Exercise objective -> If a line in the data has the string "here", please show it.

------------------------------------------------

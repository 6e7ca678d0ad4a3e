// SPDX-FileCopyrightText: 2026 Bruno Meilick
// SPDX-License-Identifier: LicenseRef-Regviz-FreeUse-NoCopy-NoDerivatives
//
// All rights reserved.
//
// This file is part of Regviz and is proprietary software.
// Unauthorized copying, modification, or distribution is prohibited.

//! Reading NFA files and writing rendered output.
//!
//! Output files are written to a temp file next to the target and renamed into place, so a
//! reader never observes a half-written diagram.

use std::fs;
use std::io::{self, Write};
use std::path::{Path, PathBuf};
use std::time::{SystemTime, UNIX_EPOCH};

use crate::format::PenroseTrio;
use crate::model::Nfa;

#[derive(Debug, thiserror::Error)]
pub enum StoreError {
    #[error("io error at {path:?}: {source}")]
    Io {
        path: PathBuf,
        #[source]
        source: io::Error,
    },
    #[error("json error at {path:?}: {source}")]
    Json {
        path: PathBuf,
        #[source]
        source: serde_json::Error,
    },
}

impl StoreError {
    fn io(path: &Path) -> impl FnOnce(io::Error) -> Self + '_ {
        move |source| Self::Io { path: path.to_path_buf(), source }
    }

    pub fn path(&self) -> &Path {
        match self {
            Self::Io { path, .. } | Self::Json { path, .. } => path,
        }
    }
}

/// Reads and deserializes an NFA JSON file.
///
/// The file is not validated here; [`crate::diagram::translate`] reports out-of-range references.
pub fn load_nfa(path: impl AsRef<Path>) -> Result<Nfa, StoreError> {
    let path = path.as_ref();
    let text = fs::read_to_string(path).map_err(StoreError::io(path))?;
    serde_json::from_str(&text)
        .map_err(|source| StoreError::Json { path: path.to_path_buf(), source })
}

/// Deserializes an NFA from JSON text. Negative indices fail here.
pub fn parse_nfa(text: &str) -> Result<Nfa, serde_json::Error> {
    serde_json::from_str(text)
}

/// JSON Schema describing the NFA input format.
pub fn nfa_schema() -> serde_json::Value {
    schemars::schema_for!(Nfa).to_value()
}

/// Atomically replaces `path` with `contents`, creating parent directories as needed.
pub fn write_output(path: impl AsRef<Path>, contents: &str) -> Result<(), StoreError> {
    let path = path.as_ref();
    let parent = match path.parent() {
        Some(parent) if !parent.as_os_str().is_empty() => parent,
        _ => Path::new("."),
    };
    fs::create_dir_all(parent).map_err(StoreError::io(parent))?;

    let Some(file_name) = path.file_name() else {
        return Err(StoreError::Io {
            path: path.to_path_buf(),
            source: io::Error::other("path has no file name"),
        });
    };

    let nanos = SystemTime::now().duration_since(UNIX_EPOCH).unwrap_or_default().as_nanos();
    let tmp_path = parent.join(format!(".regviz.tmp.{}.{nanos}", file_name.to_string_lossy()));

    let mut file = fs::OpenOptions::new()
        .write(true)
        .create_new(true)
        .open(&tmp_path)
        .map_err(StoreError::io(&tmp_path))?;
    if let Err(source) = file.write_all(contents.as_bytes()) {
        drop(file);
        let _ = fs::remove_file(&tmp_path);
        return Err(StoreError::Io { path: tmp_path, source });
    }
    drop(file);

    if let Err(source) = fs::rename(&tmp_path, path) {
        let _ = fs::remove_file(&tmp_path);
        return Err(StoreError::Io { path: path.to_path_buf(), source });
    }

    tracing::info!(path = %path.display(), bytes = contents.len(), "wrote output");
    Ok(())
}

/// Writes `{stem}.domain`, `{stem}.style` and `{stem}.substance` into `dir`.
pub fn write_trio(
    dir: impl AsRef<Path>,
    stem: &str,
    trio: &PenroseTrio,
) -> Result<Vec<PathBuf>, StoreError> {
    let dir = dir.as_ref();
    let files =
        [("domain", trio.domain), ("style", trio.style), ("substance", trio.substance.as_str())];
    let mut written = Vec::with_capacity(files.len());
    for (extension, contents) in files {
        let path = dir.join(format!("{stem}.{extension}"));
        write_output(&path, contents)?;
        written.push(path);
    }
    Ok(written)
}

------------------------------------------------

The answer ->
/// The file is not validated here; [`crate::diagram::translate`] reports out-of-range references.
/// Deserializes an NFA from JSON text. Negative indices fail here.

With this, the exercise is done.